Goal of the exercise:
The full listing must be reproduced exactly as given.
[Data provided]
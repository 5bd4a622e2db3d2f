// SPDX-License-Identifier: AGPL-3.0-or-later
//
// Copyright (C) 2026 Relational Network

//! Token claims and the authenticated principal.

use std::collections::BTreeSet;

use chrono::{DateTime, Utc};
use serde::{Deserialize, Serialize};
use utoipa::ToSchema;
use uuid::Uuid;

use super::roles::UserAuthority;

/// Wire claims carried by an access token.
///
/// Timestamps are JWT NumericDate values (Unix seconds).
#[derive(Debug, Clone, PartialEq, Eq, Serialize, Deserialize)]
pub struct TokenClaims {
    /// Subject: the principal's UUID in hyphenated form
    pub sub: String,
    /// Issued at
    pub iat: i64,
    /// Expiration
    pub exp: i64,
}

/// Verified contents of a token.
#[derive(Debug, Clone, PartialEq, Eq)]
pub struct DecodedToken {
    pub subject: Uuid,
    pub issued_at: DateTime<Utc>,
    pub expires_at: DateTime<Utc>,
}

/// Authenticated identity attached to a single request.
#[derive(Debug, Clone, PartialEq, Eq, Serialize, Deserialize, ToSchema)]
pub struct Principal {
    pub id: Uuid,
    pub authorities: BTreeSet<UserAuthority>,
}

impl Principal {
    pub fn new(id: Uuid, authorities: impl IntoIterator<Item = UserAuthority>) -> Self {
        Self {
            id,
            authorities: authorities.into_iter().collect(),
        }
    }

    /// Weight of the strongest authority held, zero when none.
    pub fn max_weight(&self) -> u8 {
        self.authorities
            .iter()
            .map(|a| a.weight())
            .max()
            .unwrap_or(0)
    }

    /// Check if any held authority reaches the required one.
    pub fn has_authority_at_least(&self, required: UserAuthority) -> bool {
        self.authorities.iter().any(|a| a.has_privilege(required))
    }

    /// The principal is the given user, or holds at least `required`.
    pub fn is_self_or_at_least(&self, user_id: Uuid, required: UserAuthority) -> bool {
        self.id == user_id || self.has_authority_at_least(required)
    }
}

#[cfg(test)]
mod tests {
    use super::*;

    #[test]
    fn max_weight_picks_strongest() {
        let principal = Principal::new(
            Uuid::new_v4(),
            [UserAuthority::User, UserAuthority::Moderator],
        );
        assert_eq!(principal.max_weight(), 80);
        assert!(principal.has_authority_at_least(UserAuthority::Owner));
        assert!(!principal.has_authority_at_least(UserAuthority::Admin));
    }

    #[test]
    fn empty_principal_has_no_privilege() {
        let principal = Principal::new(Uuid::new_v4(), []);
        assert_eq!(principal.max_weight(), 0);
        assert!(!principal.has_authority_at_least(UserAuthority::User));
    }

    #[test]
    fn self_access_bypasses_authority() {
        let id = Uuid::new_v4();
        let principal = Principal::new(id, [UserAuthority::User]);
        assert!(principal.is_self_or_at_least(id, UserAuthority::Admin));
        assert!(!principal.is_self_or_at_least(Uuid::new_v4(), UserAuthority::Admin));
    }
}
[/Data provided]
Solution to the exercise:
repository 5bd4a622e2db3d2f
// SPDX-License-Identifier: AGPL-3.0-or-later
//
// Copyright (C) 2026 Relational Network

//! Token claims and the authenticated principal.

use std::collections::BTreeSet;

use chrono::{DateTime, Utc};
use serde::{Deserialize, Serialize};
use utoipa::ToSchema;
use uuid::Uuid;

use super::roles::UserAuthority;

/// Wire claims carried by an access token.
///
/// Timestamps are JWT NumericDate values (Unix seconds).
#[derive(Debug, Clone, PartialEq, Eq, Serialize, Deserialize)]
pub struct TokenClaims {
    /// Subject: the principal's UUID in hyphenated form
    pub sub: String,
    /// Issued at
    pub iat: i64,
    /// Expiration
    pub exp: i64,
}

/// Verified contents of a token.
#[derive(Debug, Clone, PartialEq, Eq)]
pub struct DecodedToken {
    pub subject: Uuid,
    pub issued_at: DateTime<Utc>,
    pub expires_at: DateTime<Utc>,
}

/// Authenticated identity attached to a single request.
#[derive(Debug, Clone, PartialEq, Eq, Serialize, Deserialize, ToSchema)]
pub struct Principal {
    pub id: Uuid,
    pub authorities: BTreeSet<UserAuthority>,
}

impl Principal {
    pub fn new(id: Uuid, authorities: impl IntoIterator<Item = UserAuthority>) -> Self {
        Self {
            id,
            authorities: authorities.into_iter().collect(),
        }
    }

    /// Weight of the strongest authority held, zero when none.
    pub fn max_weight(&self) -> u8 {
        self.authorities
            .iter()
            .map(|a| a.weight())
            .max()
            .unwrap_or(0)
    }

    /// Check if any held authority reaches the required one.
    pub fn has_authority_at_least(&self, required: UserAuthority) -> bool {
        self.authorities.iter().any(|a| a.has_privilege(required))
    }

    /// The principal is the given user, or holds at least `required`.
    pub fn is_self_or_at_least(&self, user_id: Uuid, required: UserAuthority) -> bool {
        self.id == user_id || self.has_authority_at_least(required)
    }
}

#[cfg(test)]
mod tests {
    use super::*;

    #[test]
    fn max_weight_picks_strongest() {
        let principal = Principal::new(
            Uuid::new_v4(),
            [UserAuthority::User, UserAuthority::Moderator],
        );
        assert_eq!(principal.max_weight(), 80);
        assert!(principal.has_authority_at_least(UserAuthority::Owner));
        assert!(!principal.has_authority_at_least(UserAuthority::Admin));
    }

    #[test]
    fn empty_principal_has_no_privilege() {
        let principal = Principal::new(Uuid::new_v4(), []);
        assert_eq!(principal.max_weight(), 0);
        assert!(!principal.has_authority_at_least(UserAuthority::User));
    }

    #[test]
    fn self_access_bypasses_authority() {
        let id = Uuid::new_v4();
        let principal = Principal::new(id, [UserAuthority::User]);
        assert!(principal.is_self_or_at_least(id, UserAuthority::Admin));
        assert!(!principal.is_self_or_at_least(Uuid::new_v4(), UserAuthority::Admin));
    }
}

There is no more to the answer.